* _PROBLEM REQUIREMENTS_
Look through the data for the string "ExistenceFilterMismatch". Copy every line where it is found.
┄┄┄┄┄┄┄┄┄┄
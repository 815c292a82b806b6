use std::sync::atomic::{AtomicBool, Ordering};
use std::sync::Arc;

use async_lock::Mutex;
use async_trait::async_trait;
use base64::engine::general_purpose::STANDARD as BASE64_STANDARD;
use base64::Engine;
use serde_json::{json, Value as JsonValue};

use crate::firestore::error::{internal_error, invalid_argument, FirestoreError, FirestoreResult};
use crate::firestore::model::Timestamp;
use crate::firestore::remote::datastore::{StreamHandle, WriteOperation};
use crate::firestore::remote::network::{NetworkLayer, NetworkStreamHandler, StreamCredentials};
use crate::firestore::remote::serializer::JsonProtoSerializer;
use crate::firestore::remote::stream::persistent::PersistentStreamHandle;

#[cfg_attr(target_arch = "wasm32", async_trait(?Send))]
#[cfg_attr(not(target_arch = "wasm32"), async_trait)]
pub trait WriteStreamDelegate: Send + Sync + 'static {
    async fn on_handshake_complete(&self) -> FirestoreResult<()>;
    async fn on_write_response(&self, response: WriteResponse) -> FirestoreResult<()>;
    async fn on_stream_error(&self, error: FirestoreError);
}

pub struct WriteStream<D>
where
    D: WriteStreamDelegate,
{
    handler: Arc<WriteStreamHandler<D>>,
    handle: PersistentStreamHandle,
}

impl<D> WriteStream<D>
where
    D: WriteStreamDelegate,
{
    pub fn new(layer: NetworkLayer, serializer: JsonProtoSerializer, delegate: Arc<D>) -> Self {
        let handler = Arc::new(WriteStreamHandler::new(serializer, delegate));
        let handle = layer.write(Arc::clone(&handler));
        Self { handler, handle }
    }

    pub async fn write(&self, writes: Vec<WriteOperation>) -> FirestoreResult<()> {
        self.handle.cancel_idle();
        self.handler.write_mutations(writes).await
    }

    pub fn stop(&self) {
        self.handler.stop();
        self.handle.stop();
    }

    /// Skips the write stream's next backoff delay so it reconnects
    /// immediately on the following restart.
    pub fn inhibit_backoff(&self) {
        self.handle.inhibit_backoff();
    }

    /// Closes the stream after a short idle grace period if nothing else
    /// is written to it first. Called once the write pipeline drains.
    pub fn mark_idle(&self) {
        self.handle.mark_idle();
    }
}

struct WriteStreamHandler<D>
where
    D: WriteStreamDelegate,
{
    serializer: Arc<JsonProtoSerializer>,
    delegate: Arc<D>,
    state: Mutex<WriteStreamState>,
    running: AtomicBool,
}

struct WriteStreamState {
    stream: Option<Arc<dyn StreamHandle>>,
    handshake_complete: bool,
    last_stream_token: Option<Vec<u8>>,
}

impl<D> WriteStreamHandler<D>
where
    D: WriteStreamDelegate,
{
    fn new(serializer: JsonProtoSerializer, delegate: Arc<D>) -> Self {
        Self {
            serializer: Arc::new(serializer),
            delegate,
            state: Mutex::new(WriteStreamState {
                stream: None,
                handshake_complete: false,
                last_stream_token: None,
            }),
            running: AtomicBool::new(true),
        }
    }

    async fn write_mutations(&self, writes: Vec<WriteOperation>) -> FirestoreResult<()> {
        if writes.is_empty() {
            return Ok(());
        }

        let (stream, stream_token) = {
            let guard = self.state.lock().await;
            if !guard.handshake_complete {
                return Err(invalid_argument("Cannot write mutations before handshake completes"));
            }
            let stream = guard
                .stream
                .clone()
                .ok_or_else(|| internal_error("Write stream is not open"))?;
            let token = guard
                .last_stream_token
                .clone()
                .ok_or_else(|| internal_error("Missing stream token"))?;
            (stream, token)
        };

        let request = encode_write_request(&self.serializer, &stream_token, &writes)?;
        let bytes = serde_json::to_vec(&request)
            .map_err(|err| internal_error(format!("Failed to encode write request: {err}")))?;
        stream
            .send(bytes)
            .await
            .map_err(|err| internal_error(format!("Failed to send write request: {err}")))
    }

    fn stop(&self) {
        self.running.store(false, Ordering::SeqCst);
    }

    fn should_continue(&self) -> bool {
        self.running.load(Ordering::SeqCst)
    }

    async fn send_handshake(&self, stream: Arc<dyn StreamHandle>) -> FirestoreResult<()> {
        let request = json!({
            "database": self.serializer.database_name()
        });
        let bytes =
            serde_json::to_vec(&request).map_err(|err| internal_error(format!("Failed to encode handshake: {err}")))?;
        stream
            .send(bytes)
            .await
            .map_err(|err| internal_error(format!("Failed to send handshake: {err}")))
    }
}

#[cfg_attr(target_arch = "wasm32", async_trait(?Send))]
#[cfg_attr(not(target_arch = "wasm32"), async_trait)]
impl<D> NetworkStreamHandler for WriteStreamHandler<D>
where
    D: WriteStreamDelegate,
{
    fn label(&self) -> &'static str {
        "write"
    }

    fn should_continue(&self) -> bool {
        self.should_continue()
    }

    async fn on_open(&self, stream: Arc<dyn StreamHandle>, _credentials: StreamCredentials) -> FirestoreResult<()> {
        {
            let mut guard = self.state.lock().await;
            guard.stream = Some(Arc::clone(&stream));
            guard.handshake_complete = false;
            guard.last_stream_token = None;
        }
        self.send_handshake(stream).await
    }

    async fn on_message(&self, payload: Vec<u8>) -> FirestoreResult<()> {
        let value: JsonValue = serde_json::from_slice(&payload)
            .map_err(|err| internal_error(format!("Failed to decode write response: {err}")))?;
        let response = decode_write_response(&self.serializer, &value)?;

        let (handshake_complete, delegate) = {
            let mut guard = self.state.lock().await;
            guard.last_stream_token = Some(response.stream_token.clone());
            if !guard.handshake_complete {
                guard.handshake_complete = true;
                (false, Arc::clone(&self.delegate))
            } else {
                (true, Arc::clone(&self.delegate))
            }
        };

        if !handshake_complete {
            delegate.on_handshake_complete().await
        } else {
            delegate.on_write_response(response).await
        }
    }

    async fn on_close(&self) {
        let mut guard = self.state.lock().await;
        guard.stream = None;
        guard.handshake_complete = false;
    }

    async fn on_error(&self, error: FirestoreError) {
        self.delegate.on_stream_error(error).await;
    }
}

#[derive(Debug, Clone)]
pub struct WriteResponse {
    pub stream_token: Vec<u8>,
    pub commit_time: Option<Timestamp>,
    pub write_results: Vec<WriteResult>,
}

#[derive(Debug, Clone)]
pub struct WriteResult {
    pub update_time: Option<Timestamp>,
    pub transform_results: Vec<crate::firestore::FirestoreValue>,
}

fn encode_write_request(
    serializer: &JsonProtoSerializer,
    stream_token: &[u8],
    writes: &[WriteOperation],
) -> FirestoreResult<JsonValue> {
    let encoded_writes: Vec<JsonValue> = writes
        .iter()
        .map(|write| serializer.encode_write_operation(write))
        .collect();
    Ok(json!({
        "database": serializer.database_name(),
        "streamToken": BASE64_STANDARD.encode(stream_token),
        "writes": encoded_writes
    }))
}

fn decode_write_response(serializer: &JsonProtoSerializer, value: &JsonValue) -> FirestoreResult<WriteResponse> {
    let stream_token_str = value
        .get("streamToken")
        .and_then(JsonValue::as_str)
        .ok_or_else(|| internal_error("write response missing streamToken"))?;
    let stream_token = BASE64_STANDARD
        .decode(stream_token_str)
        .map_err(|err| internal_error(format!("Invalid streamToken: {err}")))?;

    let commit_time = value
        .get("commitTime")
        .and_then(JsonValue::as_str)
        .map(|timestamp| serializer.decode_timestamp_string(timestamp))
        .transpose()?;

    let write_results = value
        .get("writeResults")
        .and_then(JsonValue::as_array)
        .map(|results| {
            results
                .iter()
                .map(|entry| decode_write_result(serializer, entry))
                .collect::<FirestoreResult<Vec<_>>>()
        })
        .transpose()?
        .unwrap_or_default();

    Ok(WriteResponse {
        stream_token,
        commit_time,
        write_results,
    })
}

fn decode_write_result(serializer: &JsonProtoSerializer, value: &JsonValue) -> FirestoreResult<WriteResult> {
    let update_time = value
        .get("updateTime")
        .and_then(JsonValue::as_str)
        .map(|timestamp| serializer.decode_timestamp_string(timestamp))
        .transpose()?;

    let transform_results = value
        .get("transformResults")
        .and_then(JsonValue::as_array)
        .map(|results| {
            results
                .iter()
                .map(|entry| serializer.decode_value_json(entry))
                .collect::<FirestoreResult<Vec<_>>>()
        })
        .transpose()?
        .unwrap_or_default();

    Ok(WriteResult {
        update_time,
        transform_results,
    })
}

#[cfg(test)]
mod tests {
    use super::BASE64_STANDARD;
    use super::*;
    use crate::firestore::model::{DatabaseId, DocumentKey};
    use crate::firestore::remote::datastore::StreamingDatastoreImpl;
    use crate::firestore::remote::datastore::{NoopTokenProvider, TokenProviderArc};
    use crate::firestore::remote::stream::{InMemoryTransport, MultiplexedConnection};
    use crate::firestore::FirestoreValue;
    use crate::platform::runtime;
    use async_trait::async_trait;
    use serde_json::json;
    use serde_json::Value as JsonValue;
    use std::time::Duration;

    #[derive(Default)]
    struct TestDelegate {
        handshake_count: Mutex<usize>,
        responses: Mutex<Vec<WriteResponse>>,
        errors: Mutex<Vec<FirestoreError>>,
    }

    #[cfg_attr(target_arch = "wasm32", async_trait(?Send))]
    #[cfg_attr(not(target_arch = "wasm32"), async_trait)]
    impl WriteStreamDelegate for TestDelegate {
        async fn on_handshake_complete(&self) -> FirestoreResult<()> {
            let mut guard = self.handshake_count.lock().await;
            *guard += 1;
            Ok(())
        }

        async fn on_write_response(&self, response: WriteResponse) -> FirestoreResult<()> {
            let mut guard = self.responses.lock().await;
            guard.push(response);
            Ok(())
        }

        async fn on_stream_error(&self, error: FirestoreError) {
            let mut guard = self.errors.lock().await;
            guard.push(error);
        }
    }

    fn serializer() -> JsonProtoSerializer {
        JsonProtoSerializer::new(DatabaseId::new("project", "(default)"))
    }

    fn delete_operation() -> WriteOperation {
        let key = DocumentKey::from_string("cities/sf").unwrap();
        WriteOperation::Delete { key }
    }

    async fn spin_until<F, Fut>(mut condition: F)
    where
        F: FnMut() -> Fut,
        Fut: std::future::Future<Output = bool>,
    {
        for _ in 0..20 {
            if condition().await {
                break;
            }
            runtime::sleep(Duration::from_millis(10)).await;
        }
    }

    #[tokio::test]
    async fn write_stream_sends_handshake_and_mutations() {
        let (left_transport, right_transport) = InMemoryTransport::pair();
        let left_connection = Arc::new(MultiplexedConnection::new(left_transport));
        let right_connection = Arc::new(MultiplexedConnection::new(right_transport));
        let datastore = StreamingDatastoreImpl::new(Arc::clone(&left_connection));
        let datastore: Arc<dyn crate::firestore::remote::datastore::StreamingDatastore> = Arc::new(datastore);

        let auth_provider: TokenProviderArc = Arc::new(NoopTokenProvider::default());
        let layer = NetworkLayer::builder(datastore, auth_provider).build();
        let delegate = Arc::new(TestDelegate::default());
        let stream_serializer = serializer();
        let write_stream = WriteStream::new(layer, stream_serializer.clone(), delegate.clone());

        let peer_stream = right_connection.open_stream().await.expect("peer stream");
        // Consume handshake request
        let handshake = peer_stream.next().await.expect("handshake frame").expect("payload");
        let request: JsonValue = serde_json::from_slice(&handshake).expect("json");
        assert_eq!(request.get("database"), Some(&json!("projects/project/databases/(default)")));

        // Send handshake response
        let handshake_response = json!({
            "streamToken": BASE64_STANDARD.encode([1u8, 2, 3]),
            "writeResults": [],
        });
        peer_stream
            .send(serde_json::to_vec(&handshake_response).unwrap())
            .await
            .expect("send handshake response");

        spin_until(|| async {
            let guard = delegate.handshake_count.lock().await;
            *guard > 0
        })
        .await;

        write_stream
            .write(vec![delete_operation()])
            .await
            .expect("write mutation");

        let write_request = peer_stream.next().await.expect("write frame").expect("payload");
        let request: JsonValue = serde_json::from_slice(&write_request).expect("json");
        assert!(request.get("streamToken").is_some());
        assert_eq!(
            request.get("writes").and_then(JsonValue::as_array).map(|arr| arr.len()),
            Some(1)
        );

        // Send write response
        let write_response = json!({
            "streamToken": BASE64_STANDARD.encode([4u8, 5, 6]),
            "commitTime": "2020-01-01T00:00:00Z",
            "writeResults": [
                {
                    "updateTime": "2020-01-01T00:00:00Z",
                    "transformResults": [
                        { "stringValue": "ok" }
                    ]
                }
            ]
        });
        peer_stream
            .send(serde_json::to_vec(&write_response).unwrap())
            .await
            .expect("send write response");

        spin_until(|| async {
            let guard = delegate.responses.lock().await;
            !guard.is_empty()
        })
        .await;

        let responses = delegate.responses.lock().await;
        assert_eq!(responses.len(), 1);
        let response = &responses[0];
        assert_eq!(response.stream_token, vec![4, 5, 6]);
        assert!(response.commit_time.is_some());
        assert_eq!(response.write_results.len(), 1);
        assert_eq!(
            response.write_results[0].transform_results[0],
            FirestoreValue::from_string("ok")
        );

        write_stream.stop();
    }
}
use std::collections::BTreeMap;

use crate::firestore::error::{internal_error, FirestoreResult};
use crate::firestore::remote::streams::ListenTarget;

/// Why a target is currently registered for watching.
#[derive(Clone, Copy, Debug, PartialEq, Eq)]
pub enum Purpose {
    /// An application-level query listener.
    Listen,
    /// Re-listening after an existence filter mismatch invalidated the
    /// locally accumulated document set for the target; never persisted.
    ExistenceFilterMismatch,
    /// Resolving a limbo document.
    LimboResolution,
}

/// Everything the remote store remembers about an active target between
/// watch stream reconnects: the wire-level target itself, why it's being
/// watched, and the order it was registered in.
#[derive(Clone, Debug)]
pub struct QueryData {
    target: ListenTarget,
    purpose: Purpose,
    sequence_number: u64,
}

impl QueryData {
    pub fn new(target: ListenTarget, purpose: Purpose, sequence_number: u64) -> Self {
        Self {
            target,
            purpose,
            sequence_number,
        }
    }

    pub fn target_id(&self) -> i32 {
        self.target.target_id()
    }

    pub fn purpose(&self) -> Purpose {
        self.purpose
    }

    pub fn sequence_number(&self) -> u64 {
        self.sequence_number
    }

    pub fn target(&self) -> &ListenTarget {
        &self.target
    }

    /// Returns a copy of this entry with the resume token updated, keeping
    /// its purpose and sequence number intact. A no-op (returns a clone of
    /// `self`) when `resume_token` is empty, matching the watch stream's
    /// convention that an empty token carries no information.
    pub fn with_resume_token(&self, resume_token: Vec<u8>) -> Self {
        if resume_token.is_empty() {
            return self.clone();
        }
        Self {
            target: self.target.clone().set_resume_token(resume_token),
            purpose: self.purpose,
            sequence_number: self.sequence_number,
        }
    }
}

/// Tracks the set of targets the remote store is (or should be) listening
/// to, independent of whether the watch stream is currently connected.
#[derive(Default)]
pub struct ListenTargetRegistry {
    targets: BTreeMap<i32, QueryData>,
    next_sequence_number: u64,
}

impl ListenTargetRegistry {
    pub fn new() -> Self {
        Self::default()
    }

    pub fn next_sequence_number(&mut self) -> u64 {
        self.next_sequence_number += 1;
        self.next_sequence_number
    }

    /// Registers a new target. Fails if the target is already registered;
    /// callers must `unlisten` it first.
    pub fn listen(&mut self, query_data: QueryData) -> FirestoreResult<()> {
        let target_id = query_data.target_id();
        if self.targets.contains_key(&target_id) {
            return Err(internal_error(format!(
                "target {target_id} is already registered for listening"
            )));
        }
        self.targets.insert(target_id, query_data);
        Ok(())
    }

    /// Removes a target. Fails if it wasn't registered.
    pub fn unlisten(&mut self, target_id: i32) -> FirestoreResult<QueryData> {
        self.targets
            .remove(&target_id)
            .ok_or_else(|| internal_error(format!("target {target_id} is not registered")))
    }

    pub fn contains(&self, target_id: i32) -> bool {
        self.targets.contains_key(&target_id)
    }

    pub fn get(&self, target_id: i32) -> Option<&QueryData> {
        self.targets.get(&target_id)
    }

    pub fn is_empty(&self) -> bool {
        self.targets.is_empty()
    }

    pub fn values(&self) -> impl Iterator<Item = &QueryData> {
        self.targets.values()
    }

    /// Folds a resume token observed from the backend back into the
    /// registered target, preserving its purpose and sequence number. A
    /// no-op if the target isn't registered.
    pub fn update_from_remote_event(&mut self, target_id: i32, resume_token: Option<Vec<u8>>) {
        let Some(token) = resume_token.filter(|token| !token.is_empty()) else {
            return;
        };
        if let Some(existing) = self.targets.get(&target_id) {
            let updated = existing.with_resume_token(token);
            self.targets.insert(target_id, updated);
        }
    }
}

#[cfg(test)]
mod tests {
    use super::*;
    use crate::firestore::api::query::QueryDefinition;
    use crate::firestore::model::{DatabaseId, ResourcePath};
    use crate::firestore::remote::serializer::JsonProtoSerializer;
    use crate::firestore::LimitType;

    fn sample_query() -> QueryDefinition {
        QueryDefinition {
            collection_path: ResourcePath::from_string("cities").unwrap(),
            parent_path: ResourcePath::root(),
            collection_id: "cities".to_string(),
            collection_group: None,
            filters: Vec::new(),
            request_order_by: Vec::new(),
            result_order_by: Vec::new(),
            limit: None,
            limit_type: LimitType::First,
            request_start_at: None,
            request_end_at: None,
            result_start_at: None,
            result_end_at: None,
            projection: None,
        }
    }

    fn sample_target(target_id: i32) -> ListenTarget {
        let serializer = JsonProtoSerializer::new(DatabaseId::new("test", "(default)"));
        ListenTarget::for_query(&serializer, target_id, &sample_query()).unwrap()
    }

    #[test]
    fn rejects_duplicate_listen() {
        let mut registry = ListenTargetRegistry::new();
        registry
            .listen(QueryData::new(sample_target(1), Purpose::Listen, 1))
            .unwrap();
        assert!(registry
            .listen(QueryData::new(sample_target(1), Purpose::Listen, 2))
            .is_err());
    }

    #[test]
    fn unlisten_returns_entry_and_rejects_unknown_target() {
        let mut registry = ListenTargetRegistry::new();
        registry
            .listen(QueryData::new(sample_target(7), Purpose::Listen, 1))
            .unwrap();
        let removed = registry.unlisten(7).unwrap();
        assert_eq!(removed.target_id(), 7);
        assert!(registry.unlisten(7).is_err());
    }

    #[test]
    fn resume_token_update_preserves_purpose() {
        let mut registry = ListenTargetRegistry::new();
        registry
            .listen(QueryData::new(
                sample_target(3),
                Purpose::ExistenceFilterMismatch,
                1,
            ))
            .unwrap();
        registry.update_from_remote_event(3, Some(vec![9, 9]));
        let entry = registry.get(3).unwrap();
        assert_eq!(entry.purpose(), Purpose::ExistenceFilterMismatch);
        assert_eq!(entry.target().resume_token(), Some(&[9, 9][..]));
    }
}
┄┄┄┄┄┄┄┄┄┄
* _WRITTEN SOLUTION_
    ExistenceFilterMismatch,
                Purpose::ExistenceFilterMismatch,
        assert_eq!(entry.purpose(), Purpose::ExistenceFilterMismatch);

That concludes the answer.